È il paradosso di tanta arte contemporanea: un’opera critica il sistema ma ci finisce inesorabilmente dentro scivolando su una buccia di banana. È successo ai grandi movimenti, non è esclusa l’Arte Povera, ed è successo ai migliori artisti, a partire da Andy Warhol. Non può evitarlo, tante volte non ha neanche scelta e molte volte è quello che vuole.
Certo, se un artista lo fa per sostenersi è una cosa, diverso è se sei Maurizio Cattelan e probabilmente le tue azioni sono più orientate a mandare un messaggio al pubblico, a esprimere un concetto piuttosto che ad avere un ritorno meramente economico.
Tuttavia l’operazione di mercato da poco conclusasi tra le mura di una delle più grandi case d’asta internazionali manda un messaggio non molto diverso da quello che filtra ogni giorno dalle mura della politica: a comandare sono sempre i soldi, a fare la differenza sono sempre in pochi. Banalità quasi quanto Comedian, la banana che Cattelan ha appeso al muro con lo scotch, un concetto che puzza di vecchio ancora di più dell’orinatoio d’oro firmato dall’artista qualche anno fa.
Irriverente, lo definiscono, paraculo, aggettivo molto più calzante. O meglio commediante, come lo stesso Cattelan suggerisce con il titolo della sua opera. E vaglielo a spiegare quanto serva nell’arte un po’ di paraculaggine a quel bengalese che per circa 30 centesimi ha venduto la banana al funzionario di Sotheby’s e con solo una piccolissima parte dell’incasso avrebbe svoltato la sua vita.

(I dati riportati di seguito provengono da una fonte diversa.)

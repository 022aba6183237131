//! Running coupons
//!
//! 进行中取号视图：按时间倒序列出，分类计数时按订单类型分组；
//! 顶部显示热门商品的待出数量。柜台显示屏只看堂食 (Table) 取号，按时间正序。

use serde::Serialize;
use shared::error::AppResult;
use shared::models::{CounterOrder, OrderType};
use std::sync::Arc;

use crate::settings::SettingsService;
use crate::store::{
    Collection, Direction, DocumentStore, DocumentStoreExt, Query, Record, Subscription,
    TenantScope,
};

/// Quantity of one top item across running coupons
#[derive(Debug, Clone, PartialEq, Eq, Serialize)]
#[serde(rename_all = "camelCase")]
pub struct ItemQuantity {
    pub name: String,
    pub quantity: i64,
}

/// Top-item summary, unified or split by order type
#[derive(Debug, Clone, PartialEq, Eq, Serialize)]
#[serde(rename_all = "camelCase")]
pub enum TopItemSummary {
    Unified(Vec<ItemQuantity>),
    PerType(Vec<(OrderType, Vec<ItemQuantity>)>),
}

/// Running coupon queries
#[derive(Clone)]
pub struct RunningCoupons {
    store: Arc<dyn DocumentStore>,
    settings: SettingsService,
}

impl RunningCoupons {
    pub fn new(store: Arc<dyn DocumentStore>, settings: SettingsService) -> Self {
        Self { store, settings }
    }

    /// Newest first
    pub fn query() -> Query {
        Query::all().order_by("timestamp", Direction::Desc)
    }

    /// Table-type coupons, oldest first
    pub fn table_display_query() -> Query {
        Query::all()
            .where_eq("orderType", OrderType::Table.as_str())
            .order_by("timestamp", Direction::Asc)
    }

    pub async fn list(&self, scope: &TenantScope) -> AppResult<Vec<Record<CounterOrder>>> {
        Ok(self
            .store
            .list_as(scope, Collection::CounterOrder, &Self::query())
            .await?)
    }

    pub async fn table_display(&self, scope: &TenantScope) -> AppResult<Vec<Record<CounterOrder>>> {
        Ok(self
            .store
            .list_as(scope, Collection::CounterOrder, &Self::table_display_query())
            .await?)
    }

    pub fn subscribe(&self, scope: TenantScope) -> Subscription {
        Subscription::new(self.store.clone(), scope, Collection::CounterOrder, Self::query())
    }

    pub fn subscribe_table_display(&self, scope: TenantScope) -> Subscription {
        Subscription::new(
            self.store.clone(),
            scope,
            Collection::CounterOrder,
            Self::table_display_query(),
        )
    }

    /// Top-item summary for the current running coupons
    pub async fn summary(&self, scope: &TenantScope) -> AppResult<TopItemSummary> {
        let top = self.settings.top_items(scope).await?;
        let settings = self.settings.user_settings(scope).await?;
        let orders = self.list(scope).await?;
        let orders: Vec<CounterOrder> = orders.into_iter().map(|r| r.data).collect();

        if settings.separate_tracking {
            let per_type = group_by_type(&orders)
                .into_iter()
                .map(|(t, group)| (t, top_item_quantities(group, &top.items)))
                .collect();
            Ok(TopItemSummary::PerType(per_type))
        } else {
            Ok(TopItemSummary::Unified(top_item_quantities(
                orders.iter(),
                &top.items,
            )))
        }
    }
}

/// Group orders by type, in [`OrderType::ALL`] order, skipping empty groups
pub fn group_by_type(orders: &[CounterOrder]) -> Vec<(OrderType, Vec<&CounterOrder>)> {
    OrderType::ALL
        .iter()
        .filter_map(|t| {
            let group: Vec<&CounterOrder> = orders.iter().filter(|o| o.order_type == *t).collect();
            (!group.is_empty()).then_some((*t, group))
        })
        .collect()
}

/// Sum quantities of each named item (exact name match)
pub fn top_item_quantities<'a, I>(orders: I, names: &[String]) -> Vec<ItemQuantity>
where
    I: IntoIterator<Item = &'a CounterOrder>,
    I::IntoIter: Clone,
{
    let orders = orders.into_iter();
    names
        .iter()
        .map(|name| ItemQuantity {
            name: name.clone(),
            quantity: orders
                .clone()
                .flat_map(|o| o.items.iter())
                .filter(|i| &i.name == name)
                .map(|i| i64::from(i.quantity))
                .sum(),
        })
        .collect()
}

#[cfg(test)]
mod tests {
    use super::*;
    use crate::store::MemoryStore;
    use shared::models::{LineItem, PaymentMethod, UserSettings};

    fn order(coupon: &str, order_type: OrderType, items: &[(&str, i32)], ts: i64) -> CounterOrder {
        CounterOrder {
            coupon_id: coupon.into(),
            items: items
                .iter()
                .map(|(name, qty)| LineItem {
                    name: name.to_string(),
                    name_local: None,
                    price: 10.0,
                    quantity: *qty,
                    total: 10.0 * f64::from(*qty),
                })
                .collect(),
            sub_total: 0.0,
            order_type,
            payment: PaymentMethod::Cash,
            timestamp: ts,
        }
    }

    #[test]
    fn test_top_item_quantities() {
        let orders = vec![
            order("01", OrderType::Parcel, &[("Tea", 2), ("Samosa", 1)], 1),
            order("02", OrderType::Table, &[("Tea", 3)], 2),
        ];
        let names = vec!["Tea".to_string(), "Vada".to_string()];
        let summary = top_item_quantities(orders.iter(), &names);
        assert_eq!(summary[0].quantity, 5);
        assert_eq!(summary[1].quantity, 0);

        let groups = group_by_type(&orders);
        assert_eq!(groups.len(), 2);
        assert_eq!(groups[0].0, OrderType::Table);
    }

    #[tokio::test]
    async fn test_listing_and_summary() {
        let store: Arc<dyn DocumentStore> = Arc::new(MemoryStore::new());
        let settings = SettingsService::new(store.clone());
        let running = RunningCoupons::new(store.clone(), settings.clone());
        let t = TenantScope::new("t1");

        for o in [
            order("01", OrderType::Table, &[("Tea", 1)], 10),
            order("02", OrderType::Parcel, &[("Tea", 2)], 20),
            order("03", OrderType::Table, &[("Tea", 4)], 30),
        ] {
            store.add_as(&t, Collection::CounterOrder, &o).await.unwrap();
        }
        settings.save_top_items(&t, &["Tea".into()]).await.unwrap();

        let list = running.list(&t).await.unwrap();
        assert_eq!(list[0].data.coupon_id, "03");

        let display = running.table_display(&t).await.unwrap();
        let ids: Vec<_> = display.iter().map(|r| r.data.coupon_id.as_str()).collect();
        assert_eq!(ids, vec!["01", "03"]);

        assert_eq!(
            running.summary(&t).await.unwrap(),
            TopItemSummary::Unified(vec![ItemQuantity {
                name: "Tea".into(),
                quantity: 7
            }])
        );

        settings
            .save_user_settings(
                &t,
                &UserSettings {
                    separate_tracking: true,
                    ..Default::default()
                },
            )
            .await
            .unwrap();
        match running.summary(&t).await.unwrap() {
            TopItemSummary::PerType(groups) => {
                assert_eq!(groups.len(), 2);
                assert_eq!(groups[0].1[0].quantity, 5);
                assert_eq!(groups[1].1[0].quantity, 2);
            }
            other => panic!("unexpected summary {:?}", other),
        }
    }
}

Non si tratta di buonismo, gli scherzi irriverenti nell’arte sono sempre piaciuti, i gesti rivoluzionari che hanno segnato la storia dell’arte non sono mai troppi ma questo non è di certo l’esempio che più ci sconvolge. Sconvolgente è quella cifra che ci ronza in testa da quando Justin Sun, 34 anni, cinese, fondatore di Tron, ha rivelato al mondo di potersi permettere 6 milioni di dollari per mangiarsi quella banana che vale più soldi di quanto ognuno di noi comuni mortali potrà mai permettersi. Lo stesso Cattelan aveva commentato nel lontano 2019 dopo che l’opera era stata presentata per la prima volta ad Art Basel Miami: «Ma perché non sono riuscito a ricomprarla?!»

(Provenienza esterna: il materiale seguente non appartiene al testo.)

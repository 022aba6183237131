//! Shared types for the Thali POS core
//!
//! Document models, the unified error system, the print bridge protocol
//! and small utilities used by `thali-core` and the UI shells.

pub mod error;
pub mod models;
pub mod print;
pub mod util;

// Re-exports
pub use error::{AppError, AppResult, ErrorCode};
pub use serde::{Deserialize, Serialize};
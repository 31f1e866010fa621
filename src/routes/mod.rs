// Route exports
pub mod stores;

use actix_web::web;

pub fn configure_routes(cfg: &mut web::ServiceConfig) {
    cfg.service(
        web::scope("/api/v1")
            .configure(stores::configure),
    );
}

Per molti la colpa è solo del mercato, Cattelan non c’entra niente: «Purtroppo ormai il mondo dell’arte si concentra esclusivamente sul valore economico delle opere – ha commentato il critico Francesco Bonami – mentre ci sono opere che hanno un valore che non è economico soltanto».
Certamente: la banana di Cattelan entrerà nella storia, questa vicenda sarà studiata nei libri. Poco importa se nel 1968 un tale Giovanni Anselmo aveva già presentato l’opera Scultura che mangia, un lavoro destinato al deperimento: protagonista una foglia da sostituire all’occorrenza. Proprio come la banana. Poco importa se nel 1960 Piero Manzoni distribuì un buffet di 150 uova sode con impressa la sua impronta digitale, invitando il pubblico a mangiare le sue creazioni, coinvolgendolo in questo modo direttamente nell’opera. Proprio come il gesto di David Datuna, il performer che nel 2019 mangiò la banana contribuendo alla commedia di Cattelan.

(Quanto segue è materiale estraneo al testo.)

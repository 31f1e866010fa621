use crate::models::StoreLink;
use serde::{Deserialize, Serialize};
use sqlx::postgres::PgPoolOptions;
use sqlx::{PgPool, Row};
use std::time::Duration;
use thiserror::Error;

/// Errors that can occur when interacting with PostgreSQL
#[derive(Debug, Error)]
pub enum PostgresError {
    #[error("SQLx error: {0}")]
    SqlxError(#[from] sqlx::Error),

    #[error("Migration error: {0}")]
    MigrateError(#[from] sqlx::migrate::MigrateError),

    #[error("Not found: {0}")]
    NotFound(String),

    #[error("Invalid input: {0}")]
    InvalidInput(String),
}

/// Historical rate observation from the SQL-backed data service
#[derive(Debug, Clone, Serialize, Deserialize)]
pub struct RateSnapshot {
    #[serde(rename = "postalCode")]
    pub postal_code: String,
    #[serde(rename = "unitSize")]
    pub unit_size: String,
    #[serde(rename = "streetRate")]
    pub street_rate: f64,
    #[serde(rename = "webRate")]
    pub web_rate: Option<f64>,
    #[serde(rename = "recordedAt")]
    pub recorded_at: chrono::DateTime<chrono::Utc>,
}

/// Aggregate link statistics for a subject store
#[derive(Debug, Clone, Serialize, Deserialize)]
pub struct LinkStats {
    pub subject_store_id: String,
    pub total_links: i64,
    pub best_score: Option<f64>,
    pub last_linked_at: Option<chrono::DateTime<chrono::Utc>>,
}

/// PostgreSQL client for rate history and confirmed store links
///
/// The rate history tables are populated by a separate ingestion job; this
/// service reads them and records which CRM record a subject store was
/// reconciled to, so accepted matches survive restarts.
pub struct PostgresClient {
    pool: PgPool,
}

impl PostgresClient {
    /// Create a new PostgreSQL client from a connection string
    pub async fn new(
        database_url: &str,
        max_connections: u32,
        min_connections: u32,
    ) -> Result<Self, PostgresError> {
        let pool = PgPoolOptions::new()
            .max_connections(max_connections)
            .min_connections(min_connections)
            .acquire_timeout(Duration::from_secs(5))
            .idle_timeout(Duration::from_secs(600))
            .test_before_acquire(true)
            .connect(database_url)
            .await?;

        // Run migrations on startup
        sqlx::migrate!("./migrations").run(&pool).await?;

        Ok(Self { pool })
    }

    /// Create a new PostgreSQL client from settings
    pub async fn from_settings(
        url: &str,
        max_connections: Option<u32>,
        min_connections: Option<u32>,
    ) -> Result<Self, PostgresError> {
        tracing::info!("Connecting to PostgreSQL");

        Self::new(
            url,
            max_connections.unwrap_or(10),
            min_connections.unwrap_or(1),
        )
        .await
    }

    /// Record a confirmed link between a subject store and a CRM record
    ///
    /// Uses INSERT ... ON CONFLICT so re-confirming an existing link just
    /// refreshes the score and timestamp.
    pub async fn record_link(
        &self,
        subject_store_id: &str,
        crm_record_id: &str,
        brand_name: &str,
        extracted_street: &str,
        combined_score: f64,
    ) -> Result<(), PostgresError> {
        if !(0.0..=1.0).contains(&combined_score) {
            return Err(PostgresError::InvalidInput(format!(
                "combined_score {} outside [0, 1]",
                combined_score
            )));
        }

        let query = r#"
            INSERT INTO store_links (subject_store_id, crm_record_id, brand_name, extracted_street, combined_score, linked_at)
            VALUES ($1, $2, $3, $4, $5, NOW())
            ON CONFLICT (subject_store_id, crm_record_id)
            DO UPDATE SET
                brand_name = EXCLUDED.brand_name,
                extracted_street = EXCLUDED.extracted_street,
                combined_score = EXCLUDED.combined_score,
                linked_at = EXCLUDED.linked_at
        "#;

        sqlx::query(query)
            .bind(subject_store_id)
            .bind(crm_record_id)
            .bind(brand_name)
            .bind(extracted_street)
            .bind(combined_score)
            .execute(&self.pool)
            .await?;

        tracing::debug!(
            "Recorded store link: {} -> {} ({:.3})",
            subject_store_id,
            crm_record_id,
            combined_score
        );

        Ok(())
    }

    /// Get all confirmed links for a subject store, newest first
    pub async fn get_links(&self, subject_store_id: &str) -> Result<Vec<StoreLink>, PostgresError> {
        let query = r#"
            SELECT subject_store_id, crm_record_id, brand_name, extracted_street, combined_score, linked_at
            FROM store_links
            WHERE subject_store_id = $1
            ORDER BY linked_at DESC
        "#;

        let rows = sqlx::query(query)
            .bind(subject_store_id)
            .fetch_all(&self.pool)
            .await?;

        let links: Vec<StoreLink> = rows
            .iter()
            .map(|row| StoreLink {
                subject_store_id: row.get("subject_store_id"),
                crm_record_id: row.get("crm_record_id"),
                brand_name: row.get("brand_name"),
                extracted_street: row.get("extracted_street"),
                combined_score: row.get("combined_score"),
                linked_at: row.get("linked_at"),
            })
            .collect();

        tracing::debug!("Subject {} has {} links", subject_store_id, links.len());

        Ok(links)
    }

    /// Remove one link (e.g. when a reconciliation was accepted in error)
    pub async fn remove_link(
        &self,
        subject_store_id: &str,
        crm_record_id: &str,
    ) -> Result<bool, PostgresError> {
        let query = r#"
            DELETE FROM store_links
            WHERE subject_store_id = $1 AND crm_record_id = $2
        "#;

        let result = sqlx::query(query)
            .bind(subject_store_id)
            .bind(crm_record_id)
            .execute(&self.pool)
            .await?;

        Ok(result.rows_affected() > 0)
    }

    /// Fetch historical rate observations for a postal code
    ///
    /// `unit_size` narrows to one unit type when present.
    pub async fn get_rate_history(
        &self,
        postal_code: &str,
        unit_size: Option<&str>,
        limit: usize,
    ) -> Result<Vec<RateSnapshot>, PostgresError> {
        let query = r#"
            SELECT postal_code, unit_size, street_rate, web_rate, recorded_at
            FROM rate_history
            WHERE postal_code = $1
              AND ($2::text IS NULL OR unit_size = $2)
            ORDER BY recorded_at DESC
            LIMIT $3
        "#;

        let rows = sqlx::query(query)
            .bind(postal_code)
            .bind(unit_size)
            .bind(limit as i64)
            .fetch_all(&self.pool)
            .await?;

        let snapshots: Vec<RateSnapshot> = rows
            .iter()
            .map(|row| RateSnapshot {
                postal_code: row.get("postal_code"),
                unit_size: row.get("unit_size"),
                street_rate: row.get("street_rate"),
                web_rate: row.get("web_rate"),
                recorded_at: row.get("recorded_at"),
            })
            .collect();

        tracing::debug!(
            "Fetched {} rate snapshots for {}",
            snapshots.len(),
            postal_code
        );

        Ok(snapshots)
    }

    /// Aggregate link statistics for a subject store
    pub async fn get_link_stats(&self, subject_store_id: &str) -> Result<LinkStats, PostgresError> {
        let query = r#"
            SELECT
                COUNT(*) as total_links,
                MAX(combined_score) as best_score,
                MAX(linked_at) as last_linked_at
            FROM store_links
            WHERE subject_store_id = $1
        "#;

        let row = sqlx::query(query)
            .bind(subject_store_id)
            .fetch_one(&self.pool)
            .await?;

        Ok(LinkStats {
            subject_store_id: subject_store_id.to_string(),
            total_links: row.get("total_links"),
            best_score: row.get("best_score"),
            last_linked_at: row.get("last_linked_at"),
        })
    }

    /// Health check for the database connection
    pub async fn health_check(&self) -> Result<bool, PostgresError> {
        sqlx::query("SELECT 1")
            .fetch_one(&self.pool)
            .await
            .map(|_| true)
            .map_err(Into::into)
    }
}

#[cfg(test)]
mod tests {
    use super::*;

    #[test]
    fn test_rate_snapshot_serializes_camel_case() {
        let snapshot = RateSnapshot {
            postal_code: "90210".to_string(),
            unit_size: "10x10".to_string(),
            street_rate: 129.0,
            web_rate: None,
            recorded_at: chrono::Utc::now(),
        };

        let json = serde_json::to_value(&snapshot).unwrap();
        assert!(json.get("postalCode").is_some());
        assert!(json.get("streetRate").is_some());
    }
}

La questione è che nell’era del narcisismo si fa a gara per mangiare quella banana e poterlo condividere sui social. Si fa a gara per un morso di celebrità, effimera come la banana.
«È il mercato che ha deciso di prendere sul serio una banana attaccata al muro – ha commentato l’artista – Se il sistema è così fragile da cadere su una buccia di banana, forse era già scivoloso di suo». Forse è vero, Cattelan non c’entra niente. Ma di sicuro un grande artista come lui avrebbe potuto trovare un altro grande gesto rivoluzionario per dare uno schiaffo al capitalismo, avrebbe potuto trovare un’altra strada per criticare il mercato e non essere divorato e digerito anche lui dal sistema.
Forse gli sarebbe convenuto meno ma di sicuro avrebbe portato una ventata di freschezza al posto dell’odore di banana marcia che continua a farci annusare.